What needs to be done –
Using the records below, quote only the span that opens with the line containing "mod commands;" and closes with the line containing "URL to download.", exactly and inclusively.

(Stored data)
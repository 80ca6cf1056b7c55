//! CLI for the ytgrab downloader.

mod commands;

use anyhow::Result;
use clap::{Parser, Subcommand};
use std::path::PathBuf;
use ytgrab_core::config;

use commands::{run_checksum, run_fetch, run_formats, run_ytdl, FetchArgs};

/// Top-level CLI for ytgrab.
#[derive(Debug, Parser)]
#[command(name = "ytgrab")]
#[command(
    about = "ytgrab: chunked media downloader with youtube-dl integration",
    long_about = None
)]
pub struct Cli {
    #[command(subcommand)]
    pub command: CliCommand,
}

#[derive(Debug, Subcommand)]
pub enum CliCommand {
    /// Download a direct HTTP/HTTPS URL, showing progress. Ctrl-C cancels.
    Fetch {
        /// Direct HTTP/HTTPS URL to download.
        url: String,

        /// Output file or existing directory (default: current directory).
        #[arg(short, long, value_name = "PATH")]
        output: Option<PathBuf>,

        /// Chunk size in bytes (overrides the config file).
        #[arg(long, value_name = "N")]
        buffer_size: Option<usize>,

        /// Verify the finished file against this SHA-256 digest.
        #[arg(long, value_name = "HEX")]
        sha256: Option<String>,

        /// Leave partial output on disk if the download fails.
        #[arg(long)]
        keep_partial: bool,
    },

    /// List known YouTube format codes, or describe one.
    Formats {
        /// Format code, e.g. 22 or 140.
        code: Option<String>,
    },

    /// Run youtube-dl and report its progress and final output file.
    Ytdl {
        /// youtube-dl executable (overrides the config file).
        #[arg(long, value_name = "PATH")]
        program: Option<PathBuf>,

        /// Arguments passed through to youtube-dl (after `--`).
        #[arg(last = true, required = true)]
        args: Vec<String>,
    },

    /// Compute SHA-256 of a file (e.g. after download).
    Checksum {
        /// Path to the file.
        path: PathBuf,
    },
}

impl CliCommand {
    pub async fn run_from_args() -> Result<()> {
        let cli = Cli::parse();

        match cli.command {
            CliCommand::Fetch {
                url,
                output,
                buffer_size,
                sha256,
                keep_partial,
            } => {
                let cfg = config::load_or_init()?;
                tracing::debug!("loaded config: {:?}", cfg);
                let args = FetchArgs {
                    url,
                    output,
                    buffer_size,
                    sha256,
                    keep_partial,
                };
                run_fetch(&cfg, args).await?;
            }
            CliCommand::Formats { code } => run_formats(code.as_deref())?,
            CliCommand::Ytdl { program, args } => {
                let cfg = config::load_or_init()?;
                let program = program.unwrap_or_else(|| cfg.ytdl_program());
                run_ytdl(program, args).await?;
            }
            CliCommand::Checksum { path } => run_checksum(&path).await?,
        }

        Ok(())
    }
}

#[cfg(test)]
mod tests;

Problem solution –
mod commands;

use anyhow::Result;
use clap::{Parser, Subcommand};
use std::path::PathBuf;
use ytgrab_core::config;

use commands::{run_checksum, run_fetch, run_formats, run_ytdl, FetchArgs};

/// Top-level CLI for ytgrab.
#[derive(Debug, Parser)]
#[command(name = "ytgrab")]
#[command(
    about = "ytgrab: chunked media downloader with youtube-dl integration",
    long_about = None
)]
pub struct Cli {
    #[command(subcommand)]
    pub command: CliCommand,
}

#[derive(Debug, Subcommand)]
pub enum CliCommand {
    /// Download a direct HTTP/HTTPS URL, showing progress. Ctrl-C cancels.
    Fetch {
        /// Direct HTTP/HTTPS URL to download.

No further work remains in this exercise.